The 2020 Purdue Boilermakers football team represented Purdue University during the 2020 NCAA Division I FBS football season. The Boilermakers played their home games at Ross–Ade Stadium in West Lafayette, Indiana, and competed in the West Division of the Big Ten Conference. They were led by fourth-year head coach Jeff Brohm.

On August 11, 2020, the Big Ten Conference canceled all fall sports competitions due to the COVID-19 pandemic. However, on September 16, the Big Ten reinstated the season, announcing an eight-game season beginning on October 24.

Spring Game
The 2020 Spring Game was scheduled to take place in West Lafayette on April 4, 2020 at 2:00 p.m.; however, on March 12, 2020, the Big Ten Conference canceled the remainder of all winter and spring sports seasons due to the COVID-19 pandemic.

Previous season

The Boilermakers finished the 2019 season 4–8, 3–6 in Big Ten play to finish in a tie for fifth place in the West Division.  Several players received season-ending injuries by the team's fourth game, including All-American wide receiver Rondale Moore, starting quarterback Elijah Sindelar, and defensive captain Markus Bailey.

Offseason

Coaching changes
On December 9, 2019, the Boilermakers announced it had fired co-defensive coordinator and linebackers coach, Nick Holt. On January 2, 2020, Louisiana Tech defensive coordinator, Bob Diaco was named the defensive coordinator and linebackers coach at Purdue. On January 17, 2020, it was announced that Special Teams Coordinator, Kevin Wolthausen and defensive line coach, Reggie Johnson, would not return as assistants in 2020. On January 21, 2020, Purdue hired North Texas special teams coordinator, Marty Biagi, as their new special teams coordinator. On January 22, 2020, Purdue rounded out it's coaching staff with the addition of Air Force defensive line coach, Terrance Jamison.

Transfers

Outgoing

Notable departures from the 2019 squad included:

Incoming

2020 NFL Draft

Boilermakers who were picked in the 2020 NFL Draft:

Schedule
Purdue had games scheduled against Memphis, Air Force, and Boston College, but canceled these games on July 9 due to the Big Ten Conference's decision to play a conference-only schedule due to the COVID-19 pandemic.

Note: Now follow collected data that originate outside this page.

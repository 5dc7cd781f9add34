//! Error types for CSV targets and the typed codec layer.

use thiserror::Error;

use crate::codec::{CodecError, WireType};

/// Target operation result type.
pub type Result<T> = std::result::Result<T, TargetError>;

/// Errors raised by CSV targets.
#[derive(Debug, Error)]
pub enum TargetError {
    /// Path resolution / object-store failure.
    #[error("Storage error: {0}")]
    Store(#[from] emberflow_store::StoreError),

    /// CSV (de)serialization failure, including ragged rows.
    #[error("CSV error: {0}")]
    Csv(#[from] csv::Error),

    /// IO error (gzip framing, handle flush)
    #[error("IO error: {0}")]
    Io(#[from] std::io::Error),

    /// A cell did not parse as the column's declared wire type.
    #[error("Column '{column}': cannot parse '{value}' as {wire_type}")]
    Parse {
        column: String,
        value: String,
        wire_type: WireType,
    },

    /// A column codec rejected a value.
    #[error("Column '{column}': {source}")]
    Codec {
        column: String,
        #[source]
        source: CodecError,
    },

    /// Structurally invalid frame (ragged columns, duplicate names).
    #[error("Frame error: {0}")]
    Frame(String),
}

impl TargetError {
    /// Create a frame-shape error.
    pub fn frame(msg: impl Into<String>) -> Self {
        Self::Frame(msg.into())
    }

    pub(crate) fn codec(column: &str, source: CodecError) -> Self {
        Self::Codec {
            column: column.to_string(),
            source,
        }
    }
}
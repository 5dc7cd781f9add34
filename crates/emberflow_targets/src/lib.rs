//! CSV-over-object-storage targets for the Emberflow workflow engine.
//!
//! Two layers compose here:
//!
//! - [`CsvTarget`] streams a column-major [`Frame`] (or raw row tuples)
//!   to and from an object-store target, optionally framed through gzip.
//! - [`TypedCsvTarget`] adds a per-column codec mapping: each mapped
//!   column declares its on-wire dtype plus an encode/decode transform
//!   pair, and encode/decode are mutual inverses for every in-range
//!   value. Unmapped columns pass through with inferred types.
//!
//! Path resolution (remote store vs. local mirror) lives in
//! `emberflow_store`; this crate only frames bytes and shapes rows.

mod codec;
mod csv_target;
mod error;
mod frame;
mod options;

pub use codec::{
    BoolCodec, CodecError, CodecResult, ColumnCodec, ColumnTypes, FloatCodec, IntCodec, TextCodec,
    TimestampCodec, WireType,
};
pub use csv_target::{
    read_typed_csv, write_csv, write_typed_csv, CsvChunks, CsvTarget, TypedCsvTarget,
};
pub use error::{Result, TargetError};
pub use frame::{Column, Frame, Value};
pub use options::{CsvOptions, DEFAULT_CHUNK_SIZE};
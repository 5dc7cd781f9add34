//! Resolver configuration.

use std::path::{Path, PathBuf};

/// Environment variable naming a local directory that stands in for the
/// object store. When set, targets read and write under this root instead
/// of calling the remote client.
pub const LOCAL_S3_PATH: &str = "LOCAL_S3_PATH";

/// Where target operations resolve to. Read once and injected at target
/// construction; nothing consults the process environment afterwards.
#[derive(Debug, Clone, Default, PartialEq, Eq)]
pub struct StoreConfig {
    local_root: Option<PathBuf>,
}

impl StoreConfig {
    /// Configuration that always addresses the remote store.
    pub fn remote() -> Self {
        Self { local_root: None }
    }

    /// Configuration that mirrors every target under the given local root.
    pub fn local(root: impl Into<PathBuf>) -> Self {
        Self {
            local_root: Some(root.into()),
        }
    }

    /// Build from `LOCAL_S3_PATH`. Unset or empty means remote.
    pub fn from_env() -> Self {
        match std::env::var(LOCAL_S3_PATH) {
            Ok(root) if !root.is_empty() => Self::local(root),
            _ => Self::remote(),
        }
    }

    pub fn local_root(&self) -> Option<&Path> {
        self.local_root.as_deref()
    }
}

#[cfg(test)]
mod tests {
    use super::*;

    #[test]
    fn test_default_is_remote() {
        assert_eq!(StoreConfig::default(), StoreConfig::remote());
        assert!(StoreConfig::remote().local_root().is_none());
    }

    #[test]
    fn test_local_root() {
        let config = StoreConfig::local("/tmp/mirror");
        assert_eq!(config.local_root(), Some(Path::new("/tmp/mirror")));
    }

    // Set and unset inside one test; no other test reads the variable.
    #[test]
    fn test_from_env() {
        std::env::set_var(LOCAL_S3_PATH, "/tmp/mirror-env");
        assert_eq!(StoreConfig::from_env(), StoreConfig::local("/tmp/mirror-env"));

        std::env::remove_var(LOCAL_S3_PATH);
        assert_eq!(StoreConfig::from_env(), StoreConfig::remote());
    }
}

The Big Ten released a revised conference schedule, with every team playing a ten-game conference-only season. On September 19, 2020, yet another revised schedule was released, featuring an eight-game conference-only season plus a Championship Week cross-divisional playoff game.

*Wisconsin's game with Purdue was cancelled due to a COVID-19 outbreak at Wisconsin. The game will not be rescheduled. Instead, Wisconsin will have a bye and will have just six games, and Purdue will have a bye and will have just seven games.

*On December 9, Purdue and Indiana announced a mutual one-time cancellation of the Old Oaken Bucket game scheduled for December 12 after team-related activities were paused because of an elevated number of coronavirus cases within both the Boilermakers' and Hoosiers' programs. On December 13, Purdue and Indiana came to a mutual agreement to reschedule the Old Oaken Bucket game for one week later, on December 18; however, on December 15, both teams again mutually agreed to cancel the Friday contest, due to issues remaining on both teams with COVID complications.

Source:

Rankings

Game summaries

Iowa

 Sources:

With the opening of the 2020 season, the Big Ten Conference season opened against the Hawkeyes of Iowa.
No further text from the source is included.